US-Wahlkampf in der Endphase

Foto: Emma Kaden/flickr.com (CC BY-SA 2.0)

In den USA hat sich die Erholung der Wirtschaft laut der Notenbank Fed im Herbst weiter langsam bis moderat fortgesetzt. Die Verbraucher*innen erhöhten ihre Ausgaben, teilte die Zentralbank in ihrem Konjunkturbericht »Beige Book« mit. Allerdings gebe es große Unterschiede zwischen den einzelnen Branchen.

Die Fed stützt sich auf Umfragen in ihren zwölf Distrikten von September bis zum 9. Oktober. Die Notenbank erklärte dazu, die Stimmung in den meisten Distrikten habe sich als grundsätzlich optimistisch oder positiv erwiesen. Es gebe aber auch ein beträchtliches Ausmaß an Unsicherheit. Die Corona-Fallzahlen stiegen zuletzt wieder, womit Restaurants und Geschäfte weniger Kundschaft haben dürften.

Diese durchwachsende Situation wenige Wochen vor der US-Präsidentenwahl zeigt sich auch in der schwachen Erholung am Jobmarkt. Insgesamt stellten in der Woche Anfang Oktober 787.000 Amerikaner*innen einen Erstantrag auf staatliche Arbeitslosenhilfe und damit 55.000 weniger als in der vorangegangen Woche, wie das Arbeitsministerium in Washington mitteilte. Von Reuters befragte Ökonom*innen hatten mit einer Gesamtzahl von 860.000 gerechnet. Die Zahl der Anträge auf staatliche Stütze bleibt trotz des Rückgangs für US-Verhältnisse sehr hoch: Im aussagekräftigeren Vier-Wochen-Durchschnitt lag sie bei 811.250.

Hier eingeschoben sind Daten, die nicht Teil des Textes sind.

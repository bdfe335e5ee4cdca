//! Generation entry points: the orchestration sequence.
//!
//! This module is the whole story of the pipeline, in order:
//!
//! 1. resolve the input and extract its text ([`crate::pipeline::fetch`])
//! 2. plan the scenes ([`crate::pipeline::plan`])
//! 3. fan out per-scene render + synthesis ([`crate::pipeline::scene`])
//! 4. fan in at the assembler ([`crate::pipeline::assemble`])
//!
//! Everything hard is delegated — the LLM plans, Manim draws, the speech
//! API talks, ffmpeg encodes. What lives here is the part that must be
//! *correct* rather than clever: service resolution, stage sequencing,
//! the fatal/degrade split, and the guarantee that a fatal error never
//! leaves a partial video behind.

use crate::config::GenerationConfig;
use crate::error::Pdf2ReelError;
use crate::output::{GenerationOutput, GenerationStats, SceneReport};
use crate::pipeline::{assemble, fetch, ffmpeg, plan as planning, scene};
use crate::plan::ScenePlan;
use crate::services::anthropic::AnthropicSummarizer;
use crate::services::manim::ManimRenderer;
use crate::services::tts::OpenAiSpeech;
use crate::services::{ClipRenderer, SpeechSynthesizer, Summarizer};
use std::path::Path;
use std::sync::Arc;
use std::time::Instant;
use tracing::{info, warn};

/// Generate a narrated summary video from a PDF file or URL.
///
/// This is the primary entry point for the library.
///
/// # Arguments
/// * `input`       — Local file path or HTTP/HTTPS URL to a PDF
/// * `output_path` — Where the final MP4 is written (atomically)
/// * `config`      — Generation configuration
///
/// # Returns
/// `Ok(GenerationOutput)` on success, even if some scenes were substituted
/// with placeholders (check `output.is_degraded()` and the per-scene
/// reports).
///
/// # Errors
/// Returns `Err(Pdf2ReelError)` only for fatal errors: unreachable or
/// invalid input, an unusable scene plan after the bounded retry, a scene
/// failure under `abort_on_scene_failure`, a missing clip/audio pair at
/// assembly, or an encode failure. No output file exists on any error path.
///
/// # Cancellation
/// Dropping the returned future aborts in-flight service calls and removes
/// the scratch directory (clips, audio, segments) along with any downloaded
/// input; nothing the run created outlives it except a completed output.
pub async fn generate(
    input: impl AsRef<str>,
    output_path: impl AsRef<Path>,
    config: &GenerationConfig,
) -> Result<GenerationOutput, Pdf2ReelError> {
    let total_start = Instant::now();
    let input = input.as_ref();
    let output_path = output_path.as_ref();
    info!("Starting generation: {} -> {}", input, output_path.display());

    // ── Step 0: Fail fast on missing tooling ────────────────────────────
    ffmpeg::ensure_available()?;

    // ── Step 1: Resolve input & extract text ────────────────────────────
    let fetch_start = Instant::now();
    let resolved = fetch::resolve_input(input, config.download_timeout_secs).await?;
    let document = fetch::extract_document(&resolved).await?;
    let fetch_duration_ms = fetch_start.elapsed().as_millis() as u64;
    info!(
        "Document ready: {} bytes, {} chars of text, {}ms",
        document.byte_len,
        document.extracted_text.chars().count(),
        fetch_duration_ms
    );

    // ── Step 2: Resolve services ─────────────────────────────────────────
    let summarizer = resolve_summarizer(config)?;
    let renderer = resolve_renderer(config)?;
    let synthesizer = resolve_synthesizer(config)?;

    // ── Step 3: Plan scenes ──────────────────────────────────────────────
    let plan_start = Instant::now();
    let plan = planning::build_plan(&summarizer, &document.extracted_text, config).await?;
    let plan_duration_ms = plan_start.elapsed().as_millis() as u64;
    drop(document);

    if let Some(ref cb) = config.progress_callback {
        cb.on_plan_ready(plan.len());
    }
    info!(
        "Planned {} scenes ({:.1}s target) in {}ms",
        plan.len(),
        plan.total_target_secs(),
        plan_duration_ms
    );

    // ── Step 4: Fan out per-scene render ∥ synthesis ────────────────────
    let scratch = tempfile::TempDir::new()
        .map_err(|e| Pdf2ReelError::Internal(format!("Failed to create scratch dir: {e}")))?;

    let scenes_start = Instant::now();
    let mut outcomes =
        scene::collect_scene_assets(&plan, &renderer, &synthesizer, config, scratch.path())
            .await?;
    let scenes_duration_ms = scenes_start.elapsed().as_millis() as u64;

    outcomes.sort_by_key(|o| o.scene_index);
    for outcome in &outcomes {
        for error in &outcome.errors {
            warn!("Degraded output: {error}");
        }
    }

    // ── Step 5: Assemble (join point) ────────────────────────────────────
    if let Some(ref cb) = config.progress_callback {
        cb.on_assembly_start(plan.len());
    }
    let assemble_start = Instant::now();
    let (video, segments) = assemble::assemble(
        &outcomes,
        config.scene_count,
        config.fps,
        scratch.path(),
        output_path,
    )
    .await?;
    let assemble_duration_ms = assemble_start.elapsed().as_millis() as u64;

    // ── Step 6: Reports & stats ──────────────────────────────────────────
    let scenes_report: Vec<SceneReport> = outcomes
        .iter()
        .zip(&segments)
        .map(|(outcome, segment)| SceneReport {
            index: outcome.scene_index,
            narration_chars: plan.scenes()[outcome.scene_index]
                .narration_text
                .chars()
                .count(),
            clip_duration_secs: outcome.clip.duration_secs,
            audio_duration_secs: outcome.audio.duration_secs,
            resolved_duration_secs: segment.resolved_duration_secs,
            degraded_clip: outcome.degraded_clip,
            degraded_audio: outcome.degraded_audio,
            render_retries: outcome.render_retries,
            synth_retries: outcome.synth_retries,
            errors: outcome.errors.clone(),
        })
        .collect();

    let degraded_scenes = scenes_report.iter().filter(|s| s.is_degraded()).count();
    let stats = GenerationStats {
        scene_count: plan.len(),
        degraded_scenes,
        planned_duration_secs: plan.total_target_secs(),
        final_duration_secs: video.duration_secs,
        fetch_duration_ms,
        plan_duration_ms,
        scenes_duration_ms,
        assemble_duration_ms,
        total_duration_ms: total_start.elapsed().as_millis() as u64,
    };

    if let Some(ref cb) = config.progress_callback {
        cb.on_run_complete(plan.len(), degraded_scenes);
    }

    if degraded_scenes > 0 {
        warn!(
            "Run complete but degraded: {}/{} scenes carry placeholders",
            degraded_scenes,
            plan.len()
        );
    }
    info!(
        "Generation complete: {:.1}s of video in {}ms -> {}",
        video.duration_secs,
        stats.total_duration_ms,
        video.path.display()
    );

    if config.keep_scratch {
        let kept = scratch.keep();
        info!("Scratch kept at {}", kept.display());
    }

    Ok(GenerationOutput {
        video,
        scenes: scenes_report,
        stats,
    })
}

/// Plan scenes for a PDF without rendering anything.
///
/// Needs only the summarization service — no Manim, no speech API, no
/// ffmpeg. Useful for previewing (and versioning) what the video would say.
pub async fn plan(
    input: impl AsRef<str>,
    config: &GenerationConfig,
) -> Result<ScenePlan, Pdf2ReelError> {
    let resolved = fetch::resolve_input(input.as_ref(), config.download_timeout_secs).await?;
    let document = fetch::extract_document(&resolved).await?;
    let summarizer = resolve_summarizer(config)?;
    planning::build_plan(&summarizer, &document.extracted_text, config).await
}

/// Synchronous wrapper around [`generate`].
///
/// Creates a temporary tokio runtime internally.
pub fn generate_sync(
    input: impl AsRef<str>,
    output_path: impl AsRef<Path>,
    config: &GenerationConfig,
) -> Result<GenerationOutput, Pdf2ReelError> {
    tokio::runtime::Runtime::new()
        .map_err(|e| Pdf2ReelError::Internal(format!("Failed to create tokio runtime: {e}")))?
        .block_on(generate(input, output_path, config))
}

// ── Service resolution ───────────────────────────────────────────────────

/// Resolve the summarizer, from most-specific to least-specific.
///
/// 1. **Pre-built service** (`config.summarizer`) — the caller constructed
///    and configured it entirely; used as-is. This is how tests inject
///    deterministic fakes.
/// 2. **Explicit key** (`config.llm_api_key`).
/// 3. **Environment** (`ANTHROPIC_API_KEY`).
fn resolve_summarizer(config: &GenerationConfig) -> Result<Arc<dyn Summarizer>, Pdf2ReelError> {
    if let Some(ref service) = config.summarizer {
        return Ok(Arc::clone(service));
    }

    let client = if let Some(ref key) = config.llm_api_key {
        Some(AnthropicSummarizer::new(
            key,
            config.model.as_deref(),
            config.api_timeout_secs,
        ))
    } else {
        AnthropicSummarizer::from_env(config.model.as_deref(), config.api_timeout_secs)
    };

    let client = client.ok_or_else(|| Pdf2ReelError::SummarizerNotConfigured {
        hint: "Set ANTHROPIC_API_KEY, pass llm_api_key, or provide a custom Summarizer.".into(),
    })?;

    let client = match config.system_prompt {
        Some(ref prompt) => client.with_system_prompt(prompt.clone()),
        None => client,
    };

    Ok(Arc::new(client))
}

/// Resolve the clip renderer: a pre-built override or the Manim CLI.
fn resolve_renderer(config: &GenerationConfig) -> Result<Arc<dyn ClipRenderer>, Pdf2ReelError> {
    if let Some(ref service) = config.renderer {
        return Ok(Arc::clone(service));
    }

    if !ManimRenderer::is_available() {
        return Err(Pdf2ReelError::RendererNotConfigured {
            hint: "The `manim` binary is not on PATH. Install it (pip install manim) or provide a custom ClipRenderer.".into(),
        });
    }

    Ok(Arc::new(ManimRenderer::new(
        config.width,
        config.height,
        config.fps,
        config.duration_tolerance_secs,
        config.render_timeout_secs,
    )))
}

/// Resolve the speech synthesizer, same chain as the summarizer.
fn resolve_synthesizer(
    config: &GenerationConfig,
) -> Result<Arc<dyn SpeechSynthesizer>, Pdf2ReelError> {
    if let Some(ref service) = config.synthesizer {
        return Ok(Arc::clone(service));
    }

    let client = if let Some(ref key) = config.tts_api_key {
        Some(OpenAiSpeech::new(
            key,
            config.voice.clone(),
            config.api_timeout_secs,
        ))
    } else {
        OpenAiSpeech::from_env(config.voice.clone(), config.api_timeout_secs)
    };

    client
        .map(|c| Arc::new(c) as Arc<dyn SpeechSynthesizer>)
        .ok_or_else(|| Pdf2ReelError::SynthesizerNotConfigured {
            hint: "Set OPENAI_API_KEY, pass tts_api_key, or provide a custom SpeechSynthesizer."
                .into(),
        })
}

#[cfg(test)]
mod tests {
    use super::*;
    use crate::services::mock::{MockRenderer, MockSummarizer, MockSynthesizer};

    #[test]
    fn prebuilt_services_take_priority() {
        let config = GenerationConfig::builder()
            .summarizer(Arc::new(MockSummarizer::working()))
            .renderer(Arc::new(MockRenderer::working()))
            .synthesizer(Arc::new(MockSynthesizer::working()))
            .build()
            .unwrap();

        assert_eq!(resolve_summarizer(&config).unwrap().name(), "mock-summarizer");
        assert_eq!(resolve_renderer(&config).unwrap().name(), "mock-renderer");
        assert_eq!(
            resolve_synthesizer(&config).unwrap().name(),
            "mock-synthesizer"
        );
    }

    #[test]
    fn explicit_keys_build_real_clients() {
        let config = GenerationConfig::builder()
            .llm_api_key("sk-ant-test")
            .tts_api_key("sk-test")
            .build()
            .unwrap();

        assert_eq!(resolve_summarizer(&config).unwrap().name(), "anthropic");
        assert_eq!(resolve_synthesizer(&config).unwrap().name(), "openai-speech");
    }
}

Am Arbeitsmarkt zeigen sich die von der Corona-Pandemie ausgelösten Wirkungen besonders deutlich. Vor Ausbruch der Corona-Krise zu Jahresbeginn waren etwas mehr als 200.000 Anträge an der Tagesordnung, bevor die Zahl im März rasant anstieg. Der politisch ausgelöste Lockdown zur Bekämpfung der Pandemie sorgte im Frühjahr dafür, dass schlagartig 22 Mio. Menschen ihre Jobs verloren. Die anschließende Lockerung in den Sommermonaten brachte einen Großteil davon zurück, aber längst nicht alle.

 

Quelle: Federal Reserve Bank of St. Louis

 

Die Erholung in den USA verliert deutlich an Dynamik. Das Beschäftigungswachstum verlangsamt sich. Ca. 36% der Arbeitslosen werden aktuell als »dauerhaft arbeitslos« eingestuft. Die Arbeitslosenquote sank im September auf 7,9% – nicht aufgrund eines Anstiegs der Schaffung von Arbeitsplätzen, sondern vor allem aufgrund eines Exodus von Menschen aus der Erwerbsbevölkerung. Wegen des Dualismus des US-Arbeitsmarktes sind die Arbeitslosenquoten für Afroamerikaner*innen (12,1%) und Hispanics (10,3%) höher, und weitere 6-8 Mio. Menschen sind in Armut geraten.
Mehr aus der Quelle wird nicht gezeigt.